I won’t go into it all here, but there has been a lot of painful and difficult ground covered: problems to solve, setbacks to overcome, and much to be forgiven – not only the big things to forgive, but the minor associated lingering bits of shrapnel that hang around in the soft tissues of the soul and move about unbidden at times, sources of sadness and regret.
And in thinking about forgiveness, my experience of it, and the difference it’s made in my life, I came across an odd thing. The boundary between forgiveness and indifference is slight.
Some of the forgivings I’ve had to do have covered comprehensive areas.
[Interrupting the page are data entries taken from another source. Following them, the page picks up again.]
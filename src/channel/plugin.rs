use super::method::{MethodCall, MethodResponse};
use super::value::{get_bool, get_int, get_string, EncodableMap};
use crate::host::error::HostError;
use crate::host::locator::WindowLocator;
use crate::host::registry::{AttachTarget, HostRegistry};
use crate::host::window_handle::WindowHandle;
use crate::host::window_system::WindowSystem;

pub const DEFAULT_CHANNEL: &str = "conduit/native_preview_host";

/// Decodes the calls received on the channel and forwards them to the host registry
pub struct PreviewHostPlugin<S: WindowSystem, L: WindowLocator<S>> {
    registry: HostRegistry<S, L>,
}

impl<S: WindowSystem, L: WindowLocator<S>> PreviewHostPlugin<S, L> {
    pub fn new(registry: HostRegistry<S, L>) -> PreviewHostPlugin<S, L> {
        PreviewHostPlugin { registry }
    }

    pub fn registry(&self) -> &HostRegistry<S, L> {
        &self.registry
    }

    pub fn handle_method_call(&mut self, call: &MethodCall) -> MethodResponse {
        log::debug!("Method call received: {}", call.method);

        let result = self.dispatch(call);
        if let Err(e) = &result {
            log::log!(e.get_log_level(), "Method '{}' failed: {}", call.method, e);
        }
        result.into()
    }

    fn dispatch(&mut self, call: &MethodCall) -> Result<bool, HostError> {
        let args = call
            .arguments
            .as_map()
            .ok_or_else(|| HostError::bad_args("Expected map arguments."))?;
        let host_id = get_string(args, "host_id")
            .filter(|id| !id.is_empty())
            .ok_or_else(|| HostError::bad_args("host_id is required."))?;

        match call.method.as_str() {
            "createHost" => self.registry.create_host(host_id),
            "destroyHost" => self.registry.destroy_host(host_id),
            "updateRect" => {
                let x = get_i32(args, "x");
                let y = get_i32(args, "y");
                let width = get_i32(args, "width");
                let height = get_i32(args, "height");
                self.registry.update_rect(host_id, x, y, width, height)
            }
            "setVisible" => {
                let visible = get_bool(args, "visible").unwrap_or(true);
                self.registry.set_visible(host_id, visible)
            }
            "attachWindow" => self.registry.attach_window(host_id, attach_target(args)),
            "detachWindow" => self.registry.detach_window(host_id),
            method => HostError::NotImplemented(method.to_owned()).into(),
        }
    }
}

fn get_i32(args: &EncodableMap, key: &str) -> i32 {
    get_int(args, key).map_or(0, |v| v.clamp(i32::MIN as i64, i32::MAX as i64) as i32)
}

fn attach_target(args: &EncodableMap) -> AttachTarget {
    if let Some(handle) = get_int(args, "window_handle") {
        return AttachTarget::Handle(WindowHandle::new(handle as isize));
    }

    match get_int(args, "process_id").and_then(|pid| u32::try_from(pid).ok()) {
        Some(pid) => AttachTarget::Process(pid),
        None => AttachTarget::None,
    }
}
As time has moved on, I’ve gone on turning away and turning away from things that hurt and damaged and disappointed – turning away from blame and bitterness, turning away from any thought of vengeance or resentment, turning away from remembering, reliving or dwelling on things that belong to the past. Understanding that people didn’t mean what they did to hurt so much, weren’t really thinking about me at all, or simply couldn’t help or didn’t realise what they did, I just kept on turning away, turning away, choosing not to go there.
The thing that’s odd is that because – through an odd series of events and freaky coincidental things that happened – this turning away has covered big chunks of family contexts, church contexts and professional contexts, I have ended up with areas the size of Alaska that I keep resolutely turning away from in my life – both in my past and persisting into current reality.
All the while I couldn’t forgive completely, that was in a sense not so much of a problem – it just meant I lived in an emotional minefield, never knowing from day to day when the feets of my soul (as opposed to the soles of my feet) would detonate some new livid thing that I’d have to pick up from and hold still, still, while it all calmed down and I could get it together again.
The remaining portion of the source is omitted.